La semana pasada, el expresidente Felipe Calderón hizo pública una carta, supuestamente sobre el veredicto en el caso “del ingeniero” García Luna (así se refiere a él, como si se tratara de una figura remota, con la que nunca hubiera tenido trato personal). La misiva es un ejercicio meramente retórico. Calderón elogia su propia gestión, la guerra contra el narco y las numerosas detenciones de capos, pero no dice nada en concreto de quien fuera su secretario de Seguridad. No intenta defenderlo, o por lo menos persuadirnos de que, en los seis años completos que estuvo en su gabinete, tuvo buenas razones para confiar en él.
En los hechos, desde el inicio del sexenio de Calderón, sobraban motivos para sospechar de malos manejos por parte de García Luna. Estuvo, por supuesto, el sonado montaje del arresto de Florence Cassez e Israel Vallarta, pero no sólo eso: los indicios de despilfarro en la Policía Federal y el enriquecimiento del propio secretario eran notorios. Ahora nos enteramos de que, desde la propia Policía Federal y el PAN, también hubo voces que buscaron alertar a Calderón. Aun así, por complicidad, por negligencia o por miedo –García Luna tenía a su disposición un gran aparato de inteligencia, que con toda seguridad hacía espionaje político– lo mantuvo en el cargo hasta el último día de su mandato.
El juicio y la sentencia contra García Luna, y el papel que Felipe Calderón, muy a su pesar, desempeña en el asunto, abren un debate necesario. El juicio, en mi opinión, tendrá un impacto positivo. Es un precedente importante, porque se logró romper el pacto de silencio que hasta ahora había amparado a las redes de alto nivel que históricamente han solapado a los grupos criminales más poderosos del país, especialmente al Cártel de Sinaloa. La maquinaria de la fiscalía norteamericana, con sus métodos cuestionables, pero eficaces, logró obtener testimonios incriminatorios y persuasivos de delincuentes, exfuncionarios mexicanos y agentes norteamericanos. Me parece que, tras esta demostración sobre hasta dónde puede llegar el Tío Sam, para algunos mandos del sector seguridad en México será menos atractivo que antes trabajar para el crimen organizado. En este tenor, lo deseable sería que las investigaciones continuaran, idealmente con la colaboración de los altos mandos que ya están en prisión al norte de la frontera, incluyendo al propio García Luna.

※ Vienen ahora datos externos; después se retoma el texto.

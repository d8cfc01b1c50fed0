use crate::document::{DocumentPath, FieldMap};

/// Kind of change delivered by the external change feed.
#[derive(Debug, Clone, Copy, PartialEq, Eq)]
pub enum EventKind {
    Created,
    Updated,
    Deleted,
}

impl EventKind {
    /// Canonical lowercase label used in diagnostics.
    pub fn as_str(self) -> &'static str {
        match self {
            EventKind::Created => "created",
            EventKind::Updated => "updated",
            EventKind::Deleted => "deleted",
        }
    }
}

/// Change event consumed once per dispatcher invocation. Immutable after
/// construction; `before`/`after` are the document states on either side of
/// the change (absent on creation and deletion respectively).
#[derive(Debug, Clone, PartialEq)]
pub struct ChangeEvent {
    kind: EventKind,
    path: DocumentPath,
    before: Option<FieldMap>,
    after: Option<FieldMap>,
}

impl ChangeEvent {
    /// Creation event: no prior state.
    pub fn created(path: DocumentPath, after: FieldMap) -> Self {
        Self {
            kind: EventKind::Created,
            path,
            before: None,
            after: Some(after),
        }
    }

    /// Update event carrying both states.
    pub fn updated(path: DocumentPath, before: FieldMap, after: FieldMap) -> Self {
        Self {
            kind: EventKind::Updated,
            path,
            before: Some(before),
            after: Some(after),
        }
    }

    /// Deletion event: no next state.
    pub fn deleted(path: DocumentPath, before: FieldMap) -> Self {
        Self {
            kind: EventKind::Deleted,
            path,
            before: Some(before),
            after: None,
        }
    }

    pub fn kind(&self) -> EventKind {
        self.kind
    }

    pub fn path(&self) -> &DocumentPath {
        &self.path
    }

    pub fn before(&self) -> Option<&FieldMap> {
        self.before.as_ref()
    }

    pub fn after(&self) -> Option<&FieldMap> {
        self.after.as_ref()
    }

    /// The most recent state carried by the event: `after` when present,
    /// otherwise `before` (deletions).
    pub fn latest_state(&self) -> Option<&FieldMap> {
        self.after.as_ref().or(self.before.as_ref())
    }
}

Sin embargo, la amenaza de una investigación y un juicio en Estados Unidos no bastará. Es cierto que muchos soldados, policías y agentes del Ministerio Público, tal vez la mayoría, trabajaron de forma honesta en tiempos de Calderón. Sin embargo, tampoco se puede tapar el sol con un dedo. El tráfico trasnacional de drogas, junto con los otros negocios multimillonarios de los cárteles, operaban en aquel entonces, igual que ahora, gracias a una enorme red de complicidades, simulaciones y silencios que necesariamente involucra a funcionarios públicos. Se trata de un problema estructural.

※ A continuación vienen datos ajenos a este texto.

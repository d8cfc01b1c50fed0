use crate::cascade::gate::{ChangeGate, GateVerdict};
use crate::cascade::guarded_io::{GuardedIo, GuardedIoError, IoLimits};
use crate::cascade::projection::{Projection, ProjectionError, ProjectionReport};
use crate::cascade::provenance::is_self_write;
use crate::clock::{MonotonicClock, Sleeper, SystemMonotonicClock, ThreadSleeper};
use crate::config::{CascadeSettings, CircuitBreaker};
use crate::document::DocumentPath;
use crate::event::{ChangeEvent, EventKind};
use crate::governor::{ExecutionContext, GovernorError, SafetyGovernor};
use crate::ledger::{CostLedger, CostSummary, LedgerError};
use crate::logging::{DiagnosticLogger, DiagnosticRecord, LogLevel};
use crate::store::DocumentStore;

/// Why an invocation short-circuited before running the projection.
#[derive(Debug, Clone, Copy, PartialEq, Eq)]
pub enum SkipReason {
    /// Manual kill switch engaged.
    CircuitOpen,
    /// The event was produced by this cascade's own write.
    SelfWrite,
    /// No relevant field changed.
    IrrelevantChange,
}

impl SkipReason {
    /// Canonical label used in diagnostics.
    pub fn as_str(self) -> &'static str {
        match self {
            SkipReason::CircuitOpen => "circuit_open",
            SkipReason::SelfWrite => "self_write",
            SkipReason::IrrelevantChange => "irrelevant_change",
        }
    }
}

/// What exhausted the invocation.
#[derive(Debug, Clone, PartialEq, Eq)]
pub enum ExhaustionCause {
    /// A governor ceiling tripped.
    Governor(GovernorError),
    /// The hard cost budget was exceeded.
    Budget { estimated_cost: u64, budget: u64 },
}

impl std::fmt::Display for ExhaustionCause {
    fn fmt(&self, f: &mut std::fmt::Formatter<'_>) -> std::fmt::Result {
        match self {
            ExhaustionCause::Governor(err) => write!(f, "{err}"),
            ExhaustionCause::Budget {
                estimated_cost,
                budget,
            } => write!(
                f,
                "cost budget exhausted: {estimated_cost} units spent, budget {budget}"
            ),
        }
    }
}

/// Terminal outcome of one dispatch. Failures are represented here, logged,
/// and swallowed; the dispatcher never re-raises and never retries.
#[derive(Debug, Clone, PartialEq)]
pub enum DispatchOutcome {
    /// The projection ran to completion.
    Completed(ProjectionReport),
    /// Short-circuited before the projection ran.
    Skipped(SkipReason),
    /// Aborted mid-flight by a ceiling or hard budget breach. The report
    /// reflects work committed before the abort.
    ResourceExhausted {
        cause: ExhaustionCause,
        partial: ProjectionReport,
    },
    /// A soft budget stop ended the invocation early; committed work stands.
    BudgetStopped(ProjectionReport),
    /// The projection failed; the failure was logged and the event counts as
    /// handled, because redelivering a failing event would amplify the very
    /// cascade this framework exists to contain.
    Failed {
        detail: String,
        partial: ProjectionReport,
    },
}

impl DispatchOutcome {
    /// View for request/response callers built on the same primitives:
    /// causes stay server-side, only a generic internal error crosses the
    /// boundary.
    pub fn client_result(&self) -> Result<(), &'static str> {
        match self {
            DispatchOutcome::Completed(_)
            | DispatchOutcome::Skipped(_)
            | DispatchOutcome::BudgetStopped(_) => Ok(()),
            DispatchOutcome::ResourceExhausted { .. } | DispatchOutcome::Failed { .. } => {
                Err("internal error")
            }
        }
    }

    /// Canonical label used in diagnostics.
    pub fn as_str(&self) -> &'static str {
        match self {
            DispatchOutcome::Completed(_) => "completed",
            DispatchOutcome::Skipped(_) => "skipped",
            DispatchOutcome::ResourceExhausted { .. } => "resource_exhausted",
            DispatchOutcome::BudgetStopped(_) => "budget_stopped",
            DispatchOutcome::Failed { .. } => "failed",
        }
    }
}

/// Phases traversed by the dispatcher state machine.
#[derive(Debug, Clone, Copy, PartialEq, Eq)]
pub enum DispatchPhase {
    Idle,
    GateCheck,
    Skip,
    Proceed,
    ExecutingProjection,
    Success,
    CaughtFailure,
    Terminal,
}

/// Record of one invocation: outcome, phase trace, and cost summary.
#[derive(Debug, Clone, PartialEq)]
pub struct InvocationRecord {
    pub cascade_id: String,
    pub path: DocumentPath,
    pub outcome: DispatchOutcome,
    pub trace: Vec<DispatchPhase>,
    pub cost: CostSummary,
}

/// Composes the guard primitives around one projection. Per invocation:
/// fresh execution context and ledger, circuit-breaker check, change gate
/// (updates only), self-write check, then the projection with guarded I/O.
/// Every failure is caught, logged with context, and converted into a
/// terminal outcome.
pub struct TriggerDispatcher {
    projection: Box<dyn Projection>,
    gate: ChangeGate,
    governor: SafetyGovernor,
    settings: CascadeSettings,
    breaker: CircuitBreaker,
    clock: Box<dyn MonotonicClock>,
    sleeper: Box<dyn Sleeper>,
}

impl TriggerDispatcher {
    /// Builds a dispatcher with the system clock and sleeper.
    pub fn new(
        projection: Box<dyn Projection>,
        settings: CascadeSettings,
        breaker: CircuitBreaker,
    ) -> Self {
        let gate = ChangeGate::new(projection.relevant_fields().iter().copied());
        let governor = SafetyGovernor::new(settings.ceilings);
        Self {
            projection,
            gate,
            governor,
            settings,
            breaker,
            clock: Box::new(SystemMonotonicClock::new()),
            sleeper: Box::new(ThreadSleeper),
        }
    }

    /// Builds a dispatcher from a validated cascade definition. The
    /// definition's settings become the ceilings, cost table, and executor
    /// bounds in force.
    pub fn for_definition(
        projection: Box<dyn Projection>,
        definition: &crate::definitions::CascadeDefinition,
        breaker: CircuitBreaker,
    ) -> Result<Self, crate::definitions::DefinitionError> {
        crate::definitions::validate_definition(definition)?;
        Ok(Self::new(projection, definition.settings.clone(), breaker))
    }

    /// Injects a custom clock (tests).
    pub fn with_clock(mut self, clock: Box<dyn MonotonicClock>) -> Self {
        self.clock = clock;
        self
    }

    /// Injects a custom sleeper (tests).
    pub fn with_sleeper(mut self, sleeper: Box<dyn Sleeper>) -> Self {
        self.sleeper = sleeper;
        self
    }

    /// Cascade identity of the wrapped projection.
    pub fn cascade_id(&self) -> &str {
        self.projection.cascade_id()
    }

    /// Settings in force.
    pub fn settings(&self) -> &CascadeSettings {
        &self.settings
    }

    /// Handles one change event end to end. Never panics on projection
    /// failure and never re-raises; the returned record is the only output
    /// besides diagnostics and committed writes.
    pub fn dispatch(
        &mut self,
        store: &mut dyn DocumentStore,
        logger: &mut DiagnosticLogger,
        event: &ChangeEvent,
    ) -> InvocationRecord {
        let cascade_id = self.projection.cascade_id().to_string();
        let mut trace = vec![DispatchPhase::Idle];
        let mut ctx = ExecutionContext::start(self.clock.as_mut());
        let mut ledger = CostLedger::new(
            self.settings.cost_table,
            self.settings.budget,
            ctx.started_at_ms(),
        );

        trace.push(DispatchPhase::GateCheck);
        let skip = self.gate_check(event);
        let outcome = match skip {
            Some(reason) => {
                trace.push(DispatchPhase::Skip);
                emit(
                    logger,
                    self.clock.now_ms(),
                    LogLevel::Info,
                    &DiagnosticRecord::InvocationSkipped {
                        cascade_id: cascade_id.clone(),
                        path: event.path().render(),
                        reason: reason.as_str().to_string(),
                    },
                );
                DispatchOutcome::Skipped(reason)
            }
            None => {
                trace.push(DispatchPhase::Proceed);
                trace.push(DispatchPhase::ExecutingProjection);
                let limits = IoLimits::from(&self.settings);
                let mut io = GuardedIo::new(
                    self.projection.cascade_id(),
                    store,
                    &self.governor,
                    &mut ctx,
                    &mut ledger,
                    self.clock.as_mut(),
                    self.sleeper.as_mut(),
                    logger,
                    limits,
                );
                let result = self.projection.apply(event, &mut io);
                let partial = io.report();
                drop(io);
                match result {
                    Ok(report) => {
                        trace.push(DispatchPhase::Success);
                        if report.budget_stopped {
                            DispatchOutcome::BudgetStopped(report)
                        } else {
                            DispatchOutcome::Completed(report)
                        }
                    }
                    Err(error) => {
                        trace.push(DispatchPhase::CaughtFailure);
                        self.classify_failure(logger, &cascade_id, event, error, partial)
                    }
                }
            }
        };

        trace.push(DispatchPhase::Terminal);
        let now_ms = self.clock.now_ms();
        let cost = ledger.summary(now_ms);
        emit(
            logger,
            now_ms,
            LogLevel::Info,
            &DiagnosticRecord::CostSummary {
                cascade_id: cascade_id.clone(),
                path: event.path().render(),
                outcome: outcome.as_str().to_string(),
                summary: cost,
            },
        );
        InvocationRecord {
            cascade_id,
            path: event.path().clone(),
            outcome,
            trace,
            cost,
        }
    }

    fn gate_check(&self, event: &ChangeEvent) -> Option<SkipReason> {
        if self.breaker.engaged() {
            return Some(SkipReason::CircuitOpen);
        }
        if event.kind() == EventKind::Updated {
            if let Some(after) = event.after() {
                if self.gate.evaluate(event.before(), after) == GateVerdict::Skip {
                    return Some(SkipReason::IrrelevantChange);
                }
            }
        }
        if is_self_write(self.projection.cascade_id(), event.before(), event.after()) {
            return Some(SkipReason::SelfWrite);
        }
        None
    }

    fn classify_failure(
        &mut self,
        logger: &mut DiagnosticLogger,
        cascade_id: &str,
        event: &ChangeEvent,
        error: ProjectionError,
        partial: ProjectionReport,
    ) -> DispatchOutcome {
        let now_ms = self.clock.now_ms();
        match error {
            ProjectionError::Io(GuardedIoError::Governor(cause)) => {
                emit(
                    logger,
                    now_ms,
                    LogLevel::Error,
                    &DiagnosticRecord::CeilingBreached {
                        cascade_id: cascade_id.to_string(),
                        path: event.path().render(),
                        detail: cause.to_string(),
                    },
                );
                DispatchOutcome::ResourceExhausted {
                    cause: ExhaustionCause::Governor(cause),
                    partial,
                }
            }
            ProjectionError::Io(GuardedIoError::Ledger(LedgerError::BudgetExceeded {
                estimated_cost,
                budget,
            })) => {
                emit(
                    logger,
                    now_ms,
                    LogLevel::Error,
                    &DiagnosticRecord::BudgetOverrun {
                        cascade_id: cascade_id.to_string(),
                        estimated_cost,
                        budget,
                        mode: "hard_abort".to_string(),
                    },
                );
                DispatchOutcome::ResourceExhausted {
                    cause: ExhaustionCause::Budget {
                        estimated_cost,
                        budget,
                    },
                    partial,
                }
            }
            ProjectionError::Io(GuardedIoError::Ledger(LedgerError::BudgetStopRequested {
                ..
            })) => {
                let mut report = partial;
                report.budget_stopped = true;
                DispatchOutcome::BudgetStopped(report)
            }
            other => {
                emit(
                    logger,
                    now_ms,
                    LogLevel::Error,
                    &DiagnosticRecord::ProjectionFailed {
                        cascade_id: cascade_id.to_string(),
                        path: event.path().render(),
                        detail: other.to_string(),
                    },
                );
                DispatchOutcome::Failed {
                    detail: other.to_string(),
                    partial,
                }
            }
        }
    }
}

fn emit(logger: &mut DiagnosticLogger, ts_ms: u64, level: LogLevel, record: &DiagnosticRecord) {
    // Diagnostics must never take an invocation down with them.
    let _ = logger.log(ts_ms, level, record);
}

El caso del ingeniero García Luna es sólo un reflejo dramático de un fenómeno extendido que ya se ha documentado ampliamente. Actualmente, además de García Luna, están en prisión quienes fueran sus principales colaboradores. Es sabido que en la nómina de varios grupos criminales hay numerosos policías (corporaciones municipales enteras), militares y agentes ministeriales. El secretario de Defensa de Peña Nieto, Salvador Cienfuegos, también fue detenido en Estados Unidos, señalado de colaborar con el crimen organizado. Nunca probó su inocencia; el gobierno de AMLO hizo un berrinche diplomático tan grande que se logró su repatriación a México, donde fue exonerado sin mayor investigación. No podemos adelantar conclusiones sobre casos individuales, pero es evidente que los criminales, de forma sistemática, intentan sobornar e intimidar a autoridades, y que una parte no menor del aparato de seguridad y de justicia colabora con ellos en algún grado.

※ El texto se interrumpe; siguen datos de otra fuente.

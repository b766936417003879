use serde::{Deserialize, Serialize};
use std::fmt;

/// Named aspect types in matching priority order.
#[derive(Debug, Clone, Copy, PartialEq, Eq, Hash, Serialize, Deserialize)]
pub enum AspectKind {
    Conjunction,
    Sextile,
    Square,
    Trine,
    Opposition,
}

/// How an aspect is read in relationship and transit summaries.
#[derive(Debug, Clone, Copy, PartialEq, Eq, Serialize, Deserialize)]
#[serde(rename_all = "lowercase")]
pub enum AspectNature {
    Blending,
    Harmonious,
    Challenging,
}

impl AspectKind {
    /// Checked in this order; the first band that contains the separation wins.
    pub const PRIORITY: [AspectKind; 5] = [
        AspectKind::Conjunction,
        AspectKind::Sextile,
        AspectKind::Square,
        AspectKind::Trine,
        AspectKind::Opposition,
    ];

    pub fn name(self) -> &'static str {
        match self {
            AspectKind::Conjunction => "Conjunction",
            AspectKind::Sextile => "Sextile",
            AspectKind::Square => "Square",
            AspectKind::Trine => "Trine",
            AspectKind::Opposition => "Opposition",
        }
    }

    pub fn glyph(self) -> &'static str {
        match self {
            AspectKind::Conjunction => "☌",
            AspectKind::Sextile => "✱",
            AspectKind::Square => "□",
            AspectKind::Trine => "△",
            AspectKind::Opposition => "☍",
        }
    }

    /// Exact angle for this aspect
    pub fn angle(self) -> f64 {
        match self {
            AspectKind::Conjunction => 0.0,
            AspectKind::Sextile => 60.0,
            AspectKind::Square => 90.0,
            AspectKind::Trine => 120.0,
            AspectKind::Opposition => 180.0,
        }
    }

    /// Maximum orb
    pub fn max_orb(self) -> f64 {
        match self {
            AspectKind::Sextile => 6.0,
            _ => 8.0,
        }
    }

    pub fn nature(self) -> AspectNature {
        match self {
            AspectKind::Conjunction => AspectNature::Blending,
            AspectKind::Sextile | AspectKind::Trine => AspectNature::Harmonious,
            AspectKind::Square | AspectKind::Opposition => AspectNature::Challenging,
        }
    }

    pub fn meaning(self) -> &'static str {
        match self {
            AspectKind::Conjunction => "Blending of energies, shared focus",
            AspectKind::Sextile => "Harmonious opportunity, ease of expression",
            AspectKind::Square => "Tension requiring adjustment, growth through friction",
            AspectKind::Trine => "Natural flow, talents support each other",
            AspectKind::Opposition => "Polarities seeking integration, projection",
        }
    }
}

impl fmt::Display for AspectKind {
    fn fmt(&self, f: &mut fmt::Formatter<'_>) -> fmt::Result {
        f.write_str(self.name())
    }
}

/// A named longitude fed to the aspect engine.
#[derive(Debug, Clone, PartialEq, Serialize, Deserialize)]
pub struct AspectPoint {
    pub name: String,
    pub longitude: f64,
}

impl AspectPoint {
    pub fn new(name: impl Into<String>, longitude: f64) -> Self {
        Self {
            name: name.into(),
            longitude,
        }
    }
}

/// One matched aspect between two points.
#[derive(Debug, Clone, PartialEq, Serialize, Deserialize)]
pub struct AspectMatch {
    /// Point from the first set
    pub first: String,
    /// Point from the second set (or the later point of a self-aspect pair)
    pub second: String,
    pub kind: AspectKind,
    /// |separation − exact angle|
    pub orb: f64,
    pub first_longitude: f64,
    pub second_longitude: f64,
}

impl AspectMatch {
    /// "Venus Square Mars"
    pub fn label(&self) -> String {
        format!("{} {} {}", self.first, self.kind, self.second)
    }
}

Esta formidable red criminal dentro del gobierno no va a desaparecer de la noche a la mañana. A lo que podemos aspirar es a contenerla y reducirla gradualmente. Para lograrlo falta una pieza importante. No, no me refiero a la consolidación de un aparato doméstico de inteligencia y de persecución penal que permita investigar y sancionar funcionarios corruptos dentro del país. Me temo que estamos todavía muy lejos de ahí.
La pieza que sí podríamos exigir desde ahora tiene que ver precisamente con aquello de lo que Felipe Calderón evita hablar: la responsabilidad política que el Presidente, y de forma análoga los gobernadores, tienen por la conducta de los mandos del sector seguridad, sean civiles o militares: tenerlos cerca, estar al tanto de cómo viven y tomar medidas ante conductas sospechosas. Desafortunadamente, hasta ahora, la norma entre los presidentes y los gobernadores ha sido hacerse de la vista gorda. Una cadena de irresponsabilidad, donde debería haber una cadena de mando. Calculan que, si se limitan a delegar y no se involucran demasiado, el día de mañana, cuando la podredumbre salga a flote, no podrán probarles nada, y todavía podrán clamar que ellos jamás negociaron ni pactaron con criminales.